**Dataset records**
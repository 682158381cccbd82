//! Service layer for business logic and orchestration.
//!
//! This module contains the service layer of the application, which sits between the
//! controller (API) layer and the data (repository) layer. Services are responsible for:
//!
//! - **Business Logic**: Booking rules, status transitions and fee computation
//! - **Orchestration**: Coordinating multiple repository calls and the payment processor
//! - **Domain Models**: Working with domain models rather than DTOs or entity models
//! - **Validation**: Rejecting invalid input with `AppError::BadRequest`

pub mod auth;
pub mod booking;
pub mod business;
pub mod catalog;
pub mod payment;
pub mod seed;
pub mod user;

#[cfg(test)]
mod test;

**Exercise goal**
Retype the records above in full. Every word should match.

**Answer**
repository 682158381cccbd82
//! Service layer for business logic and orchestration.
//!
//! This module contains the service layer of the application, which sits between the
//! controller (API) layer and the data (repository) layer. Services are responsible for:
//!
//! - **Business Logic**: Booking rules, status transitions and fee computation
//! - **Orchestration**: Coordinating multiple repository calls and the payment processor
//! - **Domain Models**: Working with domain models rather than DTOs or entity models
//! - **Validation**: Rejecting invalid input with `AppError::BadRequest`

pub mod auth;
pub mod booking;
pub mod business;
pub mod catalog;
pub mod payment;
pub mod seed;
pub mod user;

#[cfg(test)]
mod test;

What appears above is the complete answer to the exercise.